Можно даже утверждать, что наш опыт конституирования Империи, находящейся в процессе становления, в большей мере заключается в развитии и сосуществовании не столько "правильных" форм государственной власти, как это утверждает традиция, сколько "неправильных". Все элементы этого смешанного устройства проявляются первоначально как будто сквозь искажающую линзу. Монархия вместо того, чтобы утверждать легитимность власти и являться непременным условием ее единства, представлена в форме полицейской силы, действующей в глобальном масштабе, то есть как форма тирании. Транснациональная аристократия, похоже, предпочитает финансовые спекуляции предпринимательским добродетелям и является, таким образом, паразитической олигархией.
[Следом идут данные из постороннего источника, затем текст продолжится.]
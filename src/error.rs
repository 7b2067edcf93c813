use std::path::PathBuf;
use std::process::ExitStatus;
use thiserror::Error;

#[derive(Debug, Error)]
pub enum CompressionError {
    #[error("I/O error: {0}")]
    Io(#[from] std::io::Error),

    #[error("Image processing error: {0}")]
    ImageProcessing(#[from] image::ImageError),

    #[error("PNG optimization error: {0}")]
    PngOptimization(String),

    #[error("Invalid target reduction: {0}. Must be strictly between 0 and 1")]
    InvalidTargetReduction(f64),

    #[error("Invalid quality range: {0}..{1}")]
    InvalidQualityRange(u8, u8),

    #[error("Source is empty (zero bytes)")]
    EmptySource,

    #[error("Encoder failed at quality {quality}: {source}")]
    EncodeFailed {
        quality: u8,
        #[source]
        source: Box<CompressionError>,
    },

    #[error("Invalid image dimensions: {0}x{1}. Maximum allowed: {2}x{2}")]
    InvalidDimensions(u32, u32, u32),

    #[error("File too large: {0} bytes. Maximum allowed: {1} bytes")]
    FileTooLarge(u64, u64),

    #[error("Unsupported format: {0}")]
    UnsupportedFormat(String),

    #[error("File not found: {0}")]
    FileNotFound(PathBuf),

    #[error("Failed to create output directory: {0}")]
    DirectoryCreationFailed(PathBuf),

    #[error("{tool} is not installed or not found in PATH. {hint}")]
    ToolNotFound { tool: String, hint: String },

    #[error("{tool} exited with {status}: {stderr}")]
    ToolFailed {
        tool: String,
        status: ExitStatus,
        stderr: String,
    },

    #[error("Failed to parse ffprobe output: {0}")]
    ProbeParse(#[from] serde_json::Error),

    #[error("Prompt error: {0}")]
    Prompt(#[from] dialoguer::Error),
}

pub type Result<T> = std::result::Result<T, CompressionError>;
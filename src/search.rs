/// Quality search engine.
///
/// Given an `encode(quality) -> size` capability and a target size
/// reduction, finds a quality level whose output meets the target within
/// a bounded number of trials. The engine performs no I/O itself; the
/// caller wraps a concrete encoder (in-memory JPEG, oxipng, ...) in the
/// closure.
///
/// Precondition: the encoder's output size must be monotonically
/// non-increasing as quality decreases. Real JPEG quality-vs-size curves
/// are not perfectly monotonic at every level; the engine treats this as
/// an accepted approximation and does not verify it.

use crate::constants::{CONVERGENCE_TOLERANCE, MAX_QUALITY, MIN_QUALITY};
use crate::error::{CompressionError, Result};

/// Inclusive integer quality range the search bisects over.
#[derive(Debug, Clone, Copy, PartialEq, Eq)]
pub struct QualityRange {
    pub min: u8,
    pub max: u8,
}

impl QualityRange {
    pub fn new(min: u8, max: u8) -> Result<Self> {
        if min >= max {
            return Err(CompressionError::InvalidQualityRange(min, max));
        }
        Ok(Self { min, max })
    }

    pub fn span(&self) -> u8 {
        self.max - self.min
    }
}

impl Default for QualityRange {
    fn default() -> Self {
        Self {
            min: MIN_QUALITY,
            max: MAX_QUALITY,
        }
    }
}

/// One encoder trial: the quality asked for and the size that came back.
#[derive(Debug, Clone, Copy, PartialEq, Eq)]
pub struct EncodeResult {
    pub quality: u8,
    pub encoded_size: u64,
}

/// Final report of a search run.
#[derive(Debug, Clone, Copy, PartialEq)]
pub struct SearchOutcome {
    pub quality: u8,
    pub encoded_size: u64,
    /// `(original - encoded) / original`; negative when the output grew.
    pub reduction: f64,
    /// False means the target was unreachable even at the range minimum.
    pub target_met: bool,
    /// Number of encoder invocations this run made.
    pub trials: u32,
}

struct SearchRun<F> {
    encode: F,
    trials: u32,
}

impl<F> SearchRun<F>
where
    F: FnMut(u8) -> Result<u64>,
{
    fn trial(&mut self, quality: u8) -> Result<EncodeResult> {
        self.trials += 1;
        let encoded_size = (self.encode)(quality).map_err(|e| CompressionError::EncodeFailed {
            quality,
            source: Box::new(e),
        })?;
        Ok(EncodeResult {
            quality,
            encoded_size,
        })
    }
}

fn validate_inputs(original_size: u64, target_reduction: f64) -> Result<()> {
    if !(target_reduction > 0.0 && target_reduction < 1.0) {
        return Err(CompressionError::InvalidTargetReduction(target_reduction));
    }
    if original_size == 0 {
        return Err(CompressionError::EmptySource);
    }
    Ok(())
}

fn reduction_of(original_size: u64, encoded_size: u64) -> f64 {
    (original_size as f64 - encoded_size as f64) / original_size as f64
}

fn midpoint(low: u8, high: u8) -> u8 {
    ((low as u16 + high as u16) / 2) as u8
}

fn outcome(result: EncodeResult, reduction: f64, target_met: bool, trials: u32) -> SearchOutcome {
    SearchOutcome {
        quality: result.quality,
        encoded_size: result.encoded_size,
        reduction,
        target_met,
        trials,
    }
}

/// Search for the quality level that reaches `target_reduction`.
///
/// Probes the range maximum first; if that already meets the target the
/// search returns after exactly one trial. Otherwise the quality range is
/// bisected until a trial meets the target or the window narrows to the
/// convergence tolerance. A run that converges unmet ends with a floor
/// trial at the range minimum, reported with `target_met = false` (an
/// unreachable target is a normal outcome, not an error).
///
/// Total encoder invocations are bounded by `ceil(log2(span)) + 1`.
pub fn search_quality<F>(
    original_size: u64,
    target_reduction: f64,
    range: QualityRange,
    encode: F,
) -> Result<SearchOutcome>
where
    F: FnMut(u8) -> Result<u64>,
{
    validate_inputs(original_size, target_reduction)?;

    let mut run = SearchRun { encode, trials: 0 };

    // Baseline probe at maximum quality.
    let probe = run.trial(range.max)?;
    let mut reduction = reduction_of(original_size, probe.encoded_size);
    if reduction >= target_reduction {
        return Ok(outcome(probe, reduction, true, run.trials));
    }

    let low = range.min;
    let mut high = range.max;
    let mut last = probe;

    while high - low > CONVERGENCE_TOLERANCE {
        let mid = midpoint(low, high);
        last = run.trial(mid)?;
        reduction = reduction_of(original_size, last.encoded_size);
        if reduction >= target_reduction {
            // First quality known to satisfy the target; every earlier
            // trial fell short at a higher quality.
            return Ok(outcome(last, reduction, true, run.trials));
        }
        high = mid;
    }

    // Converged without meeting the target. The floor trial decides
    // whether the range minimum still reaches it.
    if last.quality != range.min {
        last = run.trial(range.min)?;
        reduction = reduction_of(original_size, last.encoded_size);
    }
    Ok(outcome(
        last,
        reduction,
        reduction >= target_reduction,
        run.trials,
    ))
}

/// Single-trial shortcut for encoders without a continuous quality axis
/// (lossless targets, discrete presets). One encode call, no search; the
/// outcome carries the same target bookkeeping as a full run.
pub fn single_trial<F>(
    original_size: u64,
    target_reduction: f64,
    quality: u8,
    encode: F,
) -> Result<SearchOutcome>
where
    F: FnMut(u8) -> Result<u64>,
{
    validate_inputs(original_size, target_reduction)?;

    let mut run = SearchRun { encode, trials: 0 };
    let result = run.trial(quality)?;
    let reduction = reduction_of(original_size, result.encoded_size);
    Ok(outcome(
        result,
        reduction,
        reduction >= target_reduction,
        run.trials,
    ))
}
/// Video compression front-end.
///
/// Probes the source bitrate with ffprobe, derives a target bitrate from
/// the requested size reduction, then runs a two-pass libx264 encode. The
/// two-pass analysis log lives in a temporary directory handed to FFmpeg
/// via `-passlogfile`, so nothing leaks into the working directory.

use crate::constants::{AUDIO_BITRATE, FFMPEG_BINARY, MIN_VIDEO_BITRATE};
use crate::error::{CompressionError, Result};
use crate::probe::probe_video;
use crate::utils::{create_progress_spinner, print_size_report, validate_file_exists};
use crate::{info, warn};
use std::ffi::OsString;
use std::fs;
use std::path::Path;
use std::process::Command;

#[derive(Debug)]
pub struct VideoReport {
    pub original_size: u64,
    pub compressed_size: u64,
    pub original_bitrate: u64,
    pub target_bitrate: u64,
}

pub fn is_ffmpeg_available() -> bool {
    which::which(FFMPEG_BINARY).is_ok()
}

/// Target bitrate for the requested reduction, floored at the minimum the
/// encoder can use without falling apart. The boolean reports whether the
/// floor engaged.
pub fn compute_target_bitrate(original_bitrate: u64, target_reduction: f64) -> Result<(u64, bool)> {
    if !(target_reduction > 0.0 && target_reduction < 1.0) {
        return Err(CompressionError::InvalidTargetReduction(target_reduction));
    }

    let target = (original_bitrate as f64 * (1.0 - target_reduction)) as u64;
    if target < MIN_VIDEO_BITRATE {
        Ok((MIN_VIDEO_BITRATE, true))
    } else {
        Ok((target, false))
    }
}

fn null_sink() -> &'static str {
    if cfg!(windows) {
        "NUL"
    } else {
        "/dev/null"
    }
}

fn first_pass_args(input: &Path, target_bitrate: u64, passlog: &Path) -> Vec<OsString> {
    let mut args: Vec<OsString> = Vec::new();
    args.push("-y".into());
    args.push("-i".into());
    args.push(input.into());
    args.push("-c:v".into());
    args.push("libx264".into());
    args.push("-b:v".into());
    args.push(target_bitrate.to_string().into());
    args.push("-pass".into());
    args.push("1".into());
    args.push("-passlogfile".into());
    args.push(passlog.into());
    args.push("-an".into());
    args.push("-f".into());
    args.push("null".into());
    args.push(null_sink().into());
    args
}

fn second_pass_args(
    input: &Path,
    output: &Path,
    target_bitrate: u64,
    passlog: &Path,
) -> Vec<OsString> {
    let mut args: Vec<OsString> = Vec::new();
    args.push("-y".into());
    args.push("-i".into());
    args.push(input.into());
    args.push("-c:v".into());
    args.push("libx264".into());
    args.push("-b:v".into());
    args.push(target_bitrate.to_string().into());
    args.push("-pass".into());
    args.push("2".into());
    args.push("-passlogfile".into());
    args.push(passlog.into());
    args.push("-preset".into());
    args.push("slow".into());
    args.push("-c:a".into());
    args.push("aac".into());
    args.push("-b:a".into());
    args.push(AUDIO_BITRATE.into());
    args.push(output.into());
    args
}

fn run_ffmpeg(args: &[OsString]) -> Result<()> {
    let output = Command::new(FFMPEG_BINARY).args(args).output()?;
    if !output.status.success() {
        return Err(CompressionError::ToolFailed {
            tool: FFMPEG_BINARY.to_string(),
            status: output.status,
            stderr: String::from_utf8_lossy(&output.stderr).trim().to_string(),
        });
    }
    Ok(())
}

/// Compress one video toward the target size reduction.
pub fn compress_video(input: &Path, output: &Path, target_reduction: f64) -> Result<VideoReport> {
    if !is_ffmpeg_available() {
        return Err(CompressionError::ToolNotFound {
            tool: FFMPEG_BINARY.to_string(),
            hint: "Install FFmpeg and ensure it is in PATH".to_string(),
        });
    }
    validate_file_exists(input)?;

    let original_size = fs::metadata(input)?.len();
    if original_size == 0 {
        return Err(CompressionError::EmptySource);
    }

    let video_info = probe_video(input)?;
    let (target_bitrate, floored) = compute_target_bitrate(video_info.bitrate, target_reduction)?;
    if floored {
        warn!(
            "Calculated target bitrate is very low. Setting to minimum {} kbps.",
            MIN_VIDEO_BITRATE / 1000
        );
    }

    info!("🎬 Compressing video: {:?}", input);
    info!("📊 Original bitrate: {} kbps", video_info.bitrate / 1000);
    info!("🎯 Target bitrate: {} kbps", target_bitrate / 1000);

    if let Some(parent) = output.parent() {
        if !parent.as_os_str().is_empty() {
            fs::create_dir_all(parent)
                .map_err(|_| CompressionError::DirectoryCreationFailed(parent.to_path_buf()))?;
        }
    }

    // Pass logs live here and vanish with the TempDir.
    let pass_dir = tempfile::tempdir()?;
    let passlog = pass_dir.path().join("ffmpeg2pass");

    let pb = create_progress_spinner("First pass (analysis)...");
    run_ffmpeg(&first_pass_args(input, target_bitrate, &passlog))?;
    pb.finish_with_message("✅ First pass complete");

    let pb = create_progress_spinner("Second pass (encoding)...");
    run_ffmpeg(&second_pass_args(input, output, target_bitrate, &passlog))?;
    pb.finish_with_message("✅ Second pass complete");

    let compressed_size = fs::metadata(output)?.len();
    print_size_report(original_size, compressed_size);

    Ok(VideoReport {
        original_size,
        compressed_size,
        original_bitrate: video_info.bitrate,
        target_bitrate,
    })
}
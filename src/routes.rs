use crate::{
    api::{attendance, dashboard, department, employee},
    config::Config,
};
use actix_governor::{
    Governor, GovernorConfigBuilder, PeerIpKeyExtractor, governor::middleware::NoOpMiddleware,
};
use actix_web::web;

pub fn configure(cfg: &mut web::ServiceConfig, config: &Config) {
    fn build_limiter(requests_per_min: u32) -> Governor<PeerIpKeyExtractor, NoOpMiddleware> {
        let per_ms = if requests_per_min == 0 {
            1
        } else {
            60_000 / requests_per_min as u64
        };
        let cfg = GovernorConfigBuilder::default()
            .per_millisecond(per_ms)
            .burst_size(requests_per_min)
            .key_extractor(PeerIpKeyExtractor)
            .finish()
            .unwrap();
        Governor::new(&cfg)
    }

    let api_limiter = build_limiter(config.rate_api_per_min);

    cfg.service(
        web::scope(&config.api_prefix)
            .wrap(api_limiter)
            .service(
                web::scope("/employees")
                    .service(
                        web::resource("")
                            .route(web::get().to(employee::list_employees))
                            .route(web::post().to(employee::create_employee)),
                    )
                    .service(
                        web::resource("/{id}")
                            .route(web::get().to(employee::get_employee))
                            .route(web::put().to(employee::update_employee))
                            .route(web::delete().to(employee::delete_employee)),
                    ),
            )
            .service(
                web::scope("/departments")
                    .service(
                        web::resource("")
                            .route(web::get().to(department::list_departments))
                            .route(web::post().to(department::create_department)),
                    )
                    .service(
                        web::resource("/{id}")
                            .route(web::get().to(department::get_department))
                            .route(web::put().to(department::update_department))
                            .route(web::delete().to(department::delete_department)),
                    ),
            )
            .service(
                web::scope("/attendance")
                    .service(
                        web::resource("")
                            .route(web::get().to(attendance::list_attendance))
                            .route(web::post().to(attendance::create_attendance)),
                    )
                    .service(
                        web::resource("/today").route(web::get().to(attendance::today_attendance)),
                    )
                    .service(
                        web::resource("/toggle")
                            .route(web::post().to(attendance::toggle_attendance)),
                    )
                    .service(
                        web::resource("/{employee_id}/week")
                            .route(web::get().to(attendance::week_attendance)),
                    )
                    .service(
                        web::resource("/{id}")
                            .route(web::get().to(attendance::get_attendance))
                            .route(web::put().to(attendance::update_attendance))
                            .route(web::delete().to(attendance::delete_attendance)),
                    ),
            )
            .service(
                web::scope("/dashboard")
                    .service(web::resource("/stats").route(web::get().to(dashboard::stats))),
            ),
    );
}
Наконец, демократические силы, которые в этой системе должны играть роль активного и открытого элемента имперской машины, проявляются в большей степени как замкнутые группы, корпорации, носители суеверий и фундаментализма разного толка, являющиеся выразителем консервативного, если не откровенно реакционного духа [470] . Как на уровне отдельных стран, так и на международной арене ограниченная сфера имперской "демократии" представлена Народом (организованными группами частных интересов, защищающими установленные привилегии и собственность), а не массами (всеобщностью свободных производительных практик).
470
В целом, в работах авторов, придерживающихся левых взглядов, утверждается, что рождение Империи приводит к активизации "неправильных" форм государственного устройства. См., например: Etienne Balibar, La crainte des masses (Paris: Galilee, 1997). В других вопросах автор данной работы всецело открыт для анализа новых процессов (массового) производства субъективности.
Однако Империя, возникающая в наши дни, не является возвратом к античной модели Полибия, даже в ее негативной, "неправильной" форме. Сегодняшняя ситуация может быть лучше понята в терминах постмодернизации, то есть эволюции, выводящей по ту сторону либеральной модели смешанного устройства, созданной в период современности. Система юридической формализации, механизм конституционных гарантий и общая структура равновесия трансформируются в соответствии с двумя основными направлениями перехода от современности к постсовременности.